- **EXERCISE**: Of the material below, only the lines from the line containing "own onboard clock" down to the line containing "every transfer. All" belong in the answer, written out exactly.

════════════════

//! Hardware provider seam.
//!
//! The vendor driver is an opaque collaborator: quickDAQ never talks to
//! hardware except through [`HardwareProvider`]. A provider exposes the
//! handful of primitives a DAQmx-style driver offers (device queries, task and
//! channel creation, sample clock timing, vectorized reads/writes and the
//! sample-clock wait). Everything above it (task allocation, clock
//! resolution, the status machine) lives in [`crate::session::Session`].
//!
//! - [`simulated`] - in-memory loopback provider used by tests and the CLI

pub mod simulated;

use std::time::Duration;

use serde::{Deserialize, Serialize};

use crate::error::ProviderResult;
use crate::io_mode::{IoMode, SamplingMode, TriggerEdge};

pub use simulated::{Operation, SimulatedDevice, SimulatedProvider};

/// Opaque provider task handle.
#[derive(Debug, Clone, Copy, PartialEq, Eq, Hash)]
pub struct TaskHandle(pub u64);

/// Attributes reported for one device.
#[derive(Debug, Clone, PartialEq, Eq)]
pub struct DeviceAttributes {
    /// Product type, e.g. "PXIe-6363"
    pub product_type: String,
    /// Serial number
    pub serial: u64,
    /// Whether the device is simulated by the driver
    pub is_simulated: bool,
}

/// Analog input terminal configuration.
#[derive(Debug, Clone, Copy, PartialEq, Eq, Default, Serialize, Deserialize)]
#[serde(rename_all = "snake_case")]
pub enum TerminalConfig {
    /// Driver default for the channel
    #[default]
    Default,
    /// Referenced single-ended
    Rse,
    /// Non-referenced single-ended
    Nrse,
    /// Differential
    Differential,
    /// Pseudo-differential
    PseudoDifferential,
}

impl TerminalConfig {
    /// Vendor constant for this configuration.
    pub fn raw(self) -> i32 {
        match self {
            Self::Default => -1,
            Self::Rse => 10083,
            Self::Nrse => 10078,
            Self::Differential => 10106,
            Self::PseudoDifferential => 12529,
        }
    }
}

/// Digital line grouping.
#[derive(Debug, Clone, Copy, PartialEq, Eq, Default, Serialize, Deserialize)]
#[serde(rename_all = "snake_case")]
pub enum LineGrouping {
    /// One channel per line
    PerLine,
    /// One channel for all lines of a port
    #[default]
    AllLines,
}

/// Quadrature decoding of an angular encoder.
#[derive(Debug, Clone, Copy, PartialEq, Eq, Default, Serialize, Deserialize)]
#[serde(rename_all = "snake_case")]
pub enum EncoderDecoding {
    /// X1 decoding
    X1,
    /// X2 decoding
    X2,
    /// X4 decoding
    #[default]
    X4,
    /// Two-pulse counting
    TwoPulse,
}

/// Encoder phase states at which the Z index resets the count.
#[derive(Debug, Clone, Copy, PartialEq, Eq, Default, Serialize, Deserialize)]
#[serde(rename_all = "snake_case")]
pub enum ZIndexPhase {
    /// A high, B high
    #[default]
    AHighBHigh,
    /// A high, B low
    AHighBLow,
    /// A low, B high
    ALowBHigh,
    /// A low, B low
    ALowBLow,
}

/// Units of angular counter measurements.
#[derive(Debug, Clone, Copy, PartialEq, Eq, Default, Serialize, Deserialize)]
#[serde(rename_all = "snake_case")]
pub enum AngleUnits {
    /// Degrees
    #[default]
    Degrees,
    /// Radians
    Radians,
    /// Raw encoder ticks
    Ticks,
}

/// Channel to create on a task.
#[derive(Debug, Clone, PartialEq)]
pub enum ChannelSpec {
    /// Analog voltage input channel
    AnalogInVoltage {
        /// Physical channel, e.g. `PXI1Slot2/ai0`
        physical: String,
        /// Terminal configuration
        terminal_config: TerminalConfig,
        /// Expected minimum value in volts
        min: f64,
        /// Expected maximum value in volts
        max: f64,
    },
    /// Analog voltage output channel
    AnalogOutVoltage {
        /// Physical channel, e.g. `PXI1Slot2/ao0`
        physical: String,
        /// Minimum output in volts
        min: f64,
        /// Maximum output in volts
        max: f64,
    },
    /// Digital output port
    DigitalOut {
        /// Physical port, e.g. `PXI1Slot2/port0`
        lines: String,
        /// Line grouping
        grouping: LineGrouping,
    },
    /// Angular encoder counter input
    CounterAngleEncoder {
        /// Physical counter, e.g. `PXI1Slot3/ctr0`
        physical: String,
        /// Quadrature decoding
        decoding: EncoderDecoding,
        /// Whether the Z index resets the count
        z_index_enabled: bool,
        /// Value loaded on Z index
        z_index_value: f64,
        /// Phase at which Z index is honoured
        z_index_phase: ZIndexPhase,
        /// Measurement units
        units: AngleUnits,
        /// Encoder pulses per revolution
        pulses_per_revolution: u32,
        /// Initial angle
        initial_angle: f64,
    },
}

impl ChannelSpec {
    /// Physical channel the channel is created on.
    pub fn physical(&self) -> &str {
        match self {
            Self::AnalogInVoltage { physical, .. }
            | Self::AnalogOutVoltage { physical, .. }
            | Self::CounterAngleEncoder { physical, .. } => physical,
            Self::DigitalOut { lines, .. } => lines,
        }
    }
}

/// Sample clock timing for one task.
#[derive(Debug, Clone, PartialEq)]
pub struct SampleClock {
    /// Clock source terminal; empty means the task's own onboard clock
    pub source: String,
    /// Sampling rate in Hz
    pub rate: f64,
    /// Active edge
    pub edge: TriggerEdge,
    /// Sampling mode
    pub mode: SamplingMode,
    /// Samples per channel
    pub samples_per_channel: u64,
}

/// Primitives a vendor DAQ driver must offer.
///
/// Calls are synchronous and blocking; `timeout` bounds every transfer. All
/// methods take `&mut self` because the session is the single controlling
/// owner and providers are not expected to be reentrant.
pub trait HardwareProvider {
    /// Names of all devices known to the driver.
    fn device_names(&mut self) -> ProviderResult<Vec<String>>;

    /// Product type, serial number and simulation flag of a device.
    fn device_attributes(&mut self, device: &str) -> ProviderResult<DeviceAttributes>;

    /// Physical channels of one I/O class on a device.
    fn physical_channels(&mut self, device: &str, io_mode: IoMode) -> ProviderResult<Vec<String>>;

    /// All routable terminals of a device.
    fn device_terminals(&mut self, device: &str) -> ProviderResult<Vec<String>>;

    /// Create an empty task.
    fn create_task(&mut self) -> ProviderResult<TaskHandle>;

    /// Add a channel to a task.
    fn create_channel(&mut self, task: TaskHandle, channel: &ChannelSpec) -> ProviderResult<()>;

    /// Configure sample clock timing on a task.
    fn configure_sample_clock(&mut self, task: TaskHandle, clock: &SampleClock)
        -> ProviderResult<()>;

    /// Report late hardware-timed samples as warnings instead of errors.
    fn set_late_errors_to_warnings(&mut self, task: TaskHandle, enabled: bool)
        -> ProviderResult<()>;

    /// Start a task.
    fn start_task(&mut self, task: TaskHandle) -> ProviderResult<()>;

    /// Stop a task.
    fn stop_task(&mut self, task: TaskHandle) -> ProviderResult<()>;

    /// Release a task and its channels.
    fn clear_task(&mut self, task: TaskHandle) -> ProviderResult<()>;

    /// Read one scan of analog samples into `data`, one element per channel.
    fn read_analog_f64(
        &mut self,
        task: TaskHandle,
        samples_per_channel: i32,
        timeout: Duration,
        data: &mut [f64],
    ) -> ProviderResult<usize>;

    /// Write one scan of analog samples.
    fn write_analog_f64(
        &mut self,
        task: TaskHandle,
        samples_per_channel: i32,
        auto_start: bool,
        timeout: Duration,
        data: &[f64],
    ) -> ProviderResult<usize>;

    /// Write one scan of digital port words.
    fn write_digital_u32(
        &mut self,
        task: TaskHandle,
        samples_per_channel: i32,
        auto_start: bool,
        timeout: Duration,
        data: &[u32],
    ) -> ProviderResult<usize>;

    /// Read counter measurements.
    fn read_counter_f64(
        &mut self,
        task: TaskHandle,
        samples_per_channel: i32,
        timeout: Duration,
        data: &mut [f64],
    ) -> ProviderResult<usize>;

    /// Block until the task's next sample clock tick.
    ///
    /// Returns `true` when the provider flagged the sample as late.
    fn wait_for_next_sample_clock(&mut self, task: TaskHandle, timeout: Duration)
        -> ProviderResult<bool>;
}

════════════════

- **RESPONSE TO THIS TASK**:
    /// Clock source terminal; empty means the task's own onboard clock
    pub source: String,
    /// Sampling rate in Hz
    pub rate: f64,
    /// Active edge
    pub edge: TriggerEdge,
    /// Sampling mode
    pub mode: SamplingMode,
    /// Samples per channel
    pub samples_per_channel: u64,
}

/// Primitives a vendor DAQ driver must offer.
///
/// Calls are synchronous and blocking; `timeout` bounds every transfer. All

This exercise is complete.